* **Items from a dataset**
------------------------------------------------------------------------
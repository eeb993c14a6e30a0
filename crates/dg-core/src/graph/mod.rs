//! Door graph: connections, construction and reachability

mod builder;
mod connection;
mod reach;

pub use builder::{ConnectivityGraphBuilder, DoorProtection};
pub use connection::{ConnectionGraph, ConnectionKey};
pub use reach::{AccessibilityAnalyzer, DepthMap, reachable_from};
------------------------------------------------------------------------
* **WORK REQUEST**
Exactly as they stand above, write out all the entries again.

* **EXERCISE RESPONSE**
repository eeb993c14a6e30a0
filename crates/dg-core/src/graph/mod.rs
//! Door graph: connections, construction and reachability

mod builder;
mod connection;
mod reach;

pub use builder::{ConnectivityGraphBuilder, DoorProtection};
pub use connection::{ConnectionGraph, ConnectionKey};
pub use reach::{AccessibilityAnalyzer, DepthMap, reachable_from};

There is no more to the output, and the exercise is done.